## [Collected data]
☆ ☆ ☆ ☆
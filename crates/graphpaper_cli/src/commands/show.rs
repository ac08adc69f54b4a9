//! Print the working set at the head commit.

use super::{explain, headline, open_existing};
use anyhow::Result;
use console::style;
use graphpaper_core::OpenKind;
use std::path::Path;

pub fn run(path: &Path) -> Result<()> {
    let file = open_existing(path)?;
    let graph = file.graph();

    if let OpenKind::Migrated(report) = file.opened() {
        println!(
            "{} converted legacy file ({} cards imported)",
            style("note:").yellow(),
            report.imported
        );
    }

    match file.head() {
        Some(head) => println!("{} {}", style("head").bold(), head.as_hex()),
        None => println!("{} (none)", style("head").bold()),
    }
    let viewport = file.config().viewport().map_err(explain)?;
    println!(
        "viewport {}x{} at ({}, {})",
        viewport.w, viewport.h, viewport.x, viewport.y
    );

    println!();
    println!("{} ({})", style("Cards").bold(), graph.cards().count());
    for (_, card) in graph.cards() {
        let oid = card.oid().map(|o| o.short()).unwrap_or_default();
        println!(
            "  {}  {:>6},{:<6} {:>5}x{:<5} {}",
            style(oid).cyan(),
            card.x(),
            card.y(),
            card.w(),
            card.h(),
            headline(card.text(), 40)
        );
    }

    println!();
    println!("{} ({})", style("Edges").bold(), graph.edges().count());
    for (_, edge) in graph.edges() {
        let short = |id| {
            graph
                .card(id)
                .and_then(|card| card.oid())
                .map(|oid| oid.short())
                .unwrap_or_else(|| "?".to_string())
        };
        let oid = edge.oid().map(|o| o.short()).unwrap_or_default();
        println!(
            "  {}  {} -> {}",
            style(oid).cyan(),
            short(edge.orig()),
            short(edge.dest())
        );
    }

    Ok(())
}
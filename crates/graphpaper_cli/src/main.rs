//! GraphPaper CLI - inspect and edit graph files from the command line.

use anyhow::Result;
use clap::{Parser, Subcommand};
use std::path::PathBuf;

mod commands;

#[derive(Parser)]
#[command(name = "gp")]
#[command(about = "Cards, edges and commits in a GraphPaper file", long_about = None)]
#[command(version)]
struct Cli {
    /// Graph file to operate on
    #[arg(short, long, global = true, default_value = "graph.gp")]
    file: PathBuf,

    #[command(subcommand)]
    command: Commands,
}

#[derive(Subcommand)]
enum Commands {
    /// Create a new graph file
    Init,
    /// Show the cards and edges at the head commit
    Show,
    /// Add, edit or remove cards
    Card {
        #[command(subcommand)]
        command: CardCommands,
    },
    /// Connect two cards
    Link {
        /// Origin card (oid prefix)
        orig: String,
        /// Destination card (oid prefix)
        dest: String,
    },
    /// Remove an edge
    Unlink {
        /// Edge (oid prefix)
        edge: String,
    },
    /// Show commit history from the head
    Log {
        /// Maximum number of commits to show
        #[arg(short, long)]
        limit: Option<usize>,
    },
    /// Print a stored object
    Cat {
        /// Object ID or unique prefix
        object_id: String,
    },
    /// List every stored object
    Objects,
    /// Verify file integrity
    Verify {
        /// Only re-hash stored objects, skip loading commits
        #[arg(long)]
        objects_only: bool,
    },
    /// Read or write configuration values
    Config {
        /// Key to read or write (lists everything if omitted)
        key: Option<String>,
        /// New value
        value: Option<String>,
    },
}

#[derive(Subcommand)]
enum CardCommands {
    /// Add a card
    Add {
        /// Card text
        text: String,
        #[arg(long, default_value = "0", allow_negative_numbers = true)]
        x: i64,
        #[arg(long, default_value = "0", allow_negative_numbers = true)]
        y: i64,
        #[arg(long, default_value = "200")]
        w: i64,
        #[arg(long, default_value = "100")]
        h: i64,
    },
    /// Replace a card's text
    Text {
        /// Card (oid prefix)
        card: String,
        /// New text
        text: String,
    },
    /// Move a card
    Move {
        /// Card (oid prefix)
        card: String,
        #[arg(allow_negative_numbers = true)]
        x: i64,
        #[arg(allow_negative_numbers = true)]
        y: i64,
    },
    /// Resize a card
    Resize {
        /// Card (oid prefix)
        card: String,
        w: i64,
        h: i64,
    },
    /// Remove a card and every edge touching it
    Rm {
        /// Card (oid prefix)
        card: String,
    },
}

fn main() -> Result<()> {
    // Initialize tracing subscriber
    // Respects RUST_LOG environment variable (e.g., RUST_LOG=debug)
    tracing_subscriber::fmt()
        .with_env_filter(
            tracing_subscriber::EnvFilter::try_from_default_env()
                .unwrap_or_else(|_| tracing_subscriber::EnvFilter::new("warn")),
        )
        .with_writer(std::io::stderr)
        .init();

    let cli = Cli::parse();
    let file = cli.file.as_path();

    match cli.command {
        Commands::Init => commands::init::run(file),
        Commands::Show => commands::show::run(file),
        Commands::Card { command } => match command {
            CardCommands::Add { text, x, y, w, h } => commands::card::add(file, &text, x, y, w, h),
            CardCommands::Text { card, text } => commands::card::text(file, &card, &text),
            CardCommands::Move { card, x, y } => commands::card::move_to(file, &card, x, y),
            CardCommands::Resize { card, w, h } => commands::card::resize(file, &card, w, h),
            CardCommands::Rm { card } => commands::card::remove(file, &card),
        },
        Commands::Link { orig, dest } => commands::link::link(file, &orig, &dest),
        Commands::Unlink { edge } => commands::link::unlink(file, &edge),
        Commands::Log { limit } => commands::log::run(file, limit),
        Commands::Cat { object_id } => commands::cat::run(file, &object_id),
        Commands::Objects => commands::objects::run(file),
        Commands::Verify { objects_only } => commands::verify::run(file, objects_only),
        Commands::Config { key, value } => {
            commands::config::run(file, key.as_deref(), value.as_deref())
        }
    }
}
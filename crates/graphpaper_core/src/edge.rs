//! Edges: directed connections between two cards.
//!
//! An edge stores the oids of its endpoint cards, but in memory it only holds
//! [`CardId`] handles into the owning graph's card table. Whether an edge is
//! dirty or deleted therefore depends on the cards it points at, and every
//! such query takes the card table as an argument.

use crate::card::{Card, CardId};
use crate::error::{GpError, Result};
use crate::object_id::ObjectId;
use crate::object_store::ObjectStore;
use crate::record::{ExtraFields, Record};
use serde::{Deserialize, Serialize};
use std::collections::BTreeMap;
use std::fmt;

/// `objtype` of stored edges.
pub const EDGE_OBJTYPE: &str = "edge";

/// Handle to an edge in a [`Graph`](crate::Graph) working set.
#[derive(Clone, Copy, Debug, PartialEq, Eq, PartialOrd, Ord, Hash)]
pub struct EdgeId(pub(crate) u64);

impl fmt::Display for EdgeId {
    fn fmt(&self, f: &mut fmt::Formatter<'_>) -> fmt::Result {
        write!(f, "edge#{}", self.0)
    }
}

/// One end of an edge.
#[derive(Clone, Copy, Debug, PartialEq, Eq)]
pub enum Endpoint {
    Orig,
    Dest,
}

impl fmt::Display for Endpoint {
    fn fmt(&self, f: &mut fmt::Formatter<'_>) -> fmt::Result {
        match self {
            Endpoint::Orig => f.write_str("origin"),
            Endpoint::Dest => f.write_str("dest"),
        }
    }
}

/// Stored fields of an edge.
#[derive(Debug, Clone, PartialEq, Eq, Serialize, Deserialize)]
pub struct EdgeFields {
    /// Always [`EDGE_OBJTYPE`].
    pub objtype: String,
    /// Oid of the origin card as of the last save.
    pub orig: Option<ObjectId>,
    /// Oid of the destination card as of the last save.
    pub dest: Option<ObjectId>,
    #[serde(flatten)]
    pub extra: ExtraFields,
}

impl Default for EdgeFields {
    fn default() -> Self {
        Self {
            objtype: EDGE_OBJTYPE.to_string(),
            orig: None,
            dest: None,
            extra: ExtraFields::new(),
        }
    }
}

/// A directed edge between two cards of the same graph.
#[derive(Debug, Clone)]
pub struct Edge {
    record: Record<EdgeFields>,
    orig: CardId,
    dest: CardId,
    deleted: bool,
}

impl Edge {
    /// Creates an unsaved edge. The stored endpoint oids stay null until the
    /// first save.
    pub fn new(orig: CardId, dest: CardId) -> Self {
        Self {
            record: Record::new(EdgeFields::default()),
            orig,
            dest,
            deleted: false,
        }
    }

    /// Loads an edge, mapping each stored endpoint oid to a card handle with
    /// `resolve`.
    ///
    /// # Errors
    ///
    /// `WrongObjectType` if the object isn't an edge, `UnresolvedEndpoint` if
    /// an endpoint is null or `resolve` doesn't know it.
    pub fn load(
        store: &ObjectStore,
        oid: ObjectId,
        resolve: impl Fn(ObjectId) -> Option<CardId>,
    ) -> Result<Self> {
        let record: Record<EdgeFields> = Record::load_kind(store, oid, EDGE_OBJTYPE)?;

        let lookup = |endpoint: Endpoint, card: Option<ObjectId>| {
            card.and_then(&resolve)
                .ok_or_else(|| GpError::UnresolvedEndpoint {
                    edge: oid.as_hex(),
                    endpoint,
                    card: card.map_or_else(|| "null".to_string(), |c| c.as_hex()),
                })
        };
        let orig = lookup(Endpoint::Orig, record.orig)?;
        let dest = lookup(Endpoint::Dest, record.dest)?;

        Ok(Self {
            record,
            orig,
            dest,
            deleted: false,
        })
    }

    pub fn orig(&self) -> CardId {
        self.orig
    }

    pub fn dest(&self) -> CardId {
        self.dest
    }

    /// The stored fields, including the endpoint oids of the last save.
    pub fn fields(&self) -> &EdgeFields {
        self.record.fields()
    }

    /// Address of the last save or load, or `None` if changed since.
    pub fn oid(&self) -> Option<ObjectId> {
        self.record.oid()
    }

    /// Returns true if the edge has to be re-saved: its own oid is unset, or
    /// an endpoint card is dirty or gone.
    pub fn is_dirty(&self, cards: &BTreeMap<CardId, Card>) -> bool {
        let endpoint_dirty = |id: CardId| cards.get(&id).map_or(true, Card::is_dirty);
        !self.record.is_saved() || endpoint_dirty(self.orig) || endpoint_dirty(self.dest)
    }

    /// Returns true if the edge or either endpoint card is marked deleted.
    pub fn is_deleted(&self, cards: &BTreeMap<CardId, Card>) -> bool {
        let endpoint_deleted = |id: CardId| cards.get(&id).is_some_and(Card::is_deleted);
        self.deleted || endpoint_deleted(self.orig) || endpoint_deleted(self.dest)
    }

    /// Returns the edge's own deletion flag, ignoring its endpoints.
    pub fn is_marked_deleted(&self) -> bool {
        self.deleted
    }

    /// Saves the edge if it is dirty and returns its oid.
    ///
    /// # Errors
    ///
    /// `EndpointNotSaved` if either endpoint card is missing or unsaved. Nothing
    /// is written in that case.
    pub fn save(&mut self, store: &ObjectStore, cards: &BTreeMap<CardId, Card>) -> Result<ObjectId> {
        if let (false, Some(oid)) = (self.is_dirty(cards), self.record.oid()) {
            return Ok(oid);
        }

        let saved_oid = |endpoint: Endpoint, id: CardId| {
            cards
                .get(&id)
                .and_then(Card::oid)
                .ok_or(GpError::EndpointNotSaved(endpoint))
        };
        let orig = saved_oid(Endpoint::Orig, self.orig)?;
        let dest = saved_oid(Endpoint::Dest, self.dest)?;

        let fields = self.record.fields_mut();
        fields.orig = Some(orig);
        fields.dest = Some(dest);
        self.record.save(store)
    }

    /// Clears the edge's oid so the next save rewrites it.
    pub fn invalidate(&mut self) {
        self.record.invalidate();
    }

    /// Marks the edge for removal on the next commit. Idempotent.
    pub fn delete(&mut self) {
        self.deleted = true;
    }

    /// Points the edge at a different origin card. The graph checks that the
    /// card exists, see [`Graph::set_edge_orig`](crate::Graph::set_edge_orig).
    pub(crate) fn set_orig(&mut self, card: CardId) {
        self.orig = card;
        self.record.fields_mut().orig = None;
    }

    /// Points the edge at a different destination card.
    pub(crate) fn set_dest(&mut self, card: CardId) {
        self.dest = card;
        self.record.fields_mut().dest = None;
    }
}
//! Configuration values.

use super::{explain, open_existing};
use anyhow::{bail, Result};
use graphpaper_core::{HEAD_KEY, VERSION_KEY};
use std::path::Path;

/// List all values, print one, or set one.
///
/// `head` and `version` are managed by the file itself and can't be set.
pub fn run(path: &Path, key: Option<&str>, value: Option<&str>) -> Result<()> {
    let file = open_existing(path)?;
    let config = file.config();

    match (key, value) {
        (None, _) => {
            for (key, value) in config.entries().map_err(explain)? {
                println!("{} = {}", key, value);
            }
        }
        (Some(key), None) => match config.get(key).map_err(explain)? {
            Some(value) => println!("{}", value),
            None => bail!("{} is not set", key),
        },
        (Some(key), Some(_)) if key == HEAD_KEY || key == VERSION_KEY => {
            bail!("{} is managed by gp and can't be set by hand", key)
        }
        (Some(key), Some(value)) => config.set(key, value).map_err(explain)?,
    }

    Ok(())
}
☆ ☆ ☆ ☆
## [What you should do]
Would you set down, word for word, the lines from the opening of the entries above through the line with "converted legacy file", both included, and no others?

## [Output for this task]
filename crates/graphpaper_cli/src/commands/show.rs
repository ac08adc69f54b4a9
//! Print the working set at the head commit.

use super::{explain, headline, open_existing};
use anyhow::Result;
use console::style;
use graphpaper_core::OpenKind;
use std::path::Path;

pub fn run(path: &Path) -> Result<()> {
    let file = open_existing(path)?;
    let graph = file.graph();

    if let OpenKind::Migrated(report) = file.opened() {
        println!(
            "{} converted legacy file ({} cards imported)",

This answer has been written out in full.